## Task requirements
Where a line of the records holds the string "ProjectDto", copy that line.

## Data for the task
____________

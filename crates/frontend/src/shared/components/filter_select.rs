use leptos::prelude::*;

/// Value of the "all" option
pub const ALL: &str = "all";

/// Compact select used in the filter bar above a table. The first option
/// clears the filter and reports `None`.
#[component]
pub fn FilterSelect(
    #[prop(into)]
    value: Signal<Option<String>>,
    #[prop(into)]
    options: Signal<Vec<(String, String)>>,
    /// Label of the "all" option
    #[prop(into)]
    all_label: String,
    on_change: Callback<Option<String>>,
) -> impl IntoView {
    view! {
        <select
            class="filter-select"
            prop:value=move || value.get().unwrap_or_else(|| ALL.to_string())
            on:change=move |ev| {
                let raw = event_target_value(&ev);
                on_change.run(if raw == ALL { None } else { Some(raw) });
            }
        >
            <option value=ALL>{all_label}</option>
            <For
                each=move || options.get()
                key=|(val, _)| val.clone()
                children=move |(val, label)| {
                    let current = val.clone();
                    view! {
                        <option value=val selected=move || value.get().as_deref() == Some(current.as_str())>
                            {label}
                        </option>
                    }
                }
            />
        </select>
    }
}
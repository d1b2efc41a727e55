use crate::shared::components::ui::{Input, NumberInput, Select, Textarea};
use crate::shared::form::FormState;
use crate::shared::format::{input_date, parse_input_date};
use chrono::NaiveDate;
use contracts::domain::a004_project::{ProjectDto, ProjectItemDto, ProjectStatus};
use leptos::prelude::*;

/// Draft with name, description, status, date range and progress
pub trait DatedWorkDraft: Clone + Default + Send + Sync + 'static {
    fn name(&self) -> &String;
    fn name_mut(&mut self) -> &mut String;
    fn description(&self) -> &String;
    fn description_mut(&mut self) -> &mut String;
    fn status(&self) -> ProjectStatus;
    fn status_mut(&mut self) -> &mut ProjectStatus;
    fn start_date(&self) -> Option<NaiveDate>;
    fn start_date_mut(&mut self) -> &mut Option<NaiveDate>;
    fn end_date(&self) -> Option<NaiveDate>;
    fn end_date_mut(&mut self) -> &mut Option<NaiveDate>;
    fn progress(&self) -> u8;
    fn progress_mut(&mut self) -> &mut u8;
}

macro_rules! impl_dated_work_draft {
    ($($ty:ty),*) => {$(
        impl DatedWorkDraft for $ty {
            fn name(&self) -> &String { &self.name }
            fn name_mut(&mut self) -> &mut String { &mut self.name }
            fn description(&self) -> &String { &self.description }
            fn description_mut(&mut self) -> &mut String { &mut self.description }
            fn status(&self) -> ProjectStatus { self.status }
            fn status_mut(&mut self) -> &mut ProjectStatus { &mut self.status }
            fn start_date(&self) -> Option<NaiveDate> { self.start_date }
            fn start_date_mut(&mut self) -> &mut Option<NaiveDate> { &mut self.start_date }
            fn end_date(&self) -> Option<NaiveDate> { self.end_date }
            fn end_date_mut(&mut self) -> &mut Option<NaiveDate> { &mut self.end_date }
            fn progress(&self) -> u8 { self.progress }
            fn progress_mut(&mut self) -> &mut u8 { &mut self.progress }
        }
    )*};
}

impl_dated_work_draft!(ProjectDto, ProjectItemDto);

pub fn status_options() -> Vec<(String, String)> {
    ProjectStatus::all()
        .iter()
        .map(|s| (s.as_str().to_string(), s.label().to_string()))
        .collect()
}

#[component]
pub fn DatedWorkFields<D: DatedWorkDraft>(
    form: FormState<D>,
    id_prefix: &'static str,
    name_label: &'static str,
    name_placeholder: &'static str,
) -> impl IntoView {
    let (name, set_name) = form.bind("name", |d: &D| d.name().clone(), |d: &mut D, v| *d.name_mut() = v);
    let (description, set_description) = form.bind(
        "description",
        |d: &D| d.description().clone(),
        |d: &mut D, v| *d.description_mut() = v,
    );
    let (start, set_start) = form.bind(
        "start_date",
        |d: &D| input_date(d.start_date()),
        |d: &mut D, v: String| *d.start_date_mut() = parse_input_date(&v),
    );
    let (end, set_end) = form.bind(
        "end_date",
        |d: &D| input_date(d.end_date()),
        |d: &mut D, v: String| *d.end_date_mut() = parse_input_date(&v),
    );
    let (status, set_status) = form.bind(
        "status",
        |d: &D| d.status().as_str().to_string(),
        |d: &mut D, v: String| {
            if let Some(s) = ProjectStatus::from_str(&v) {
                *d.status_mut() = s;
            }
        },
    );
    let (progress, set_progress) = form.bind(
        "progress",
        |d: &D| d.progress() as f64,
        |d: &mut D, v: f64| *d.progress_mut() = v.clamp(0.0, 255.0).round() as u8,
    );

    view! {
        <Input label=name_label id=format!("{id_prefix}-name") value=name on_input=set_name
            placeholder=name_placeholder required=true error=form.error("name") />
        <Textarea label="Mô tả" id=format!("{id_prefix}-description") value=description
            on_input=set_description placeholder="Nhập mô tả" rows=3 />
        <div class="form__row">
            <Input label="Ngày bắt đầu" id=format!("{id_prefix}-start") input_type="date"
                value=start on_input=set_start required=true error=form.error("start_date") />
            <Input label="Ngày kết thúc" id=format!("{id_prefix}-end") input_type="date"
                value=end on_input=set_end required=true error=form.error("end_date") />
        </div>
        <div class="form__row">
            <Select label="Trạng thái" id=format!("{id_prefix}-status") value=status
                on_change=set_status options=Signal::derive(status_options) required=true />
            <NumberInput label="Tiến độ (%)" id=format!("{id_prefix}-progress") value=progress
                on_input=set_progress min=0.0 max=100.0 step=1.0 error=form.error("progress") />
        </div>
    }
}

____________

## Response area
use contracts::domain::a004_project::{ProjectDto, ProjectItemDto, ProjectStatus};
impl_dated_work_draft!(ProjectDto, ProjectItemDto);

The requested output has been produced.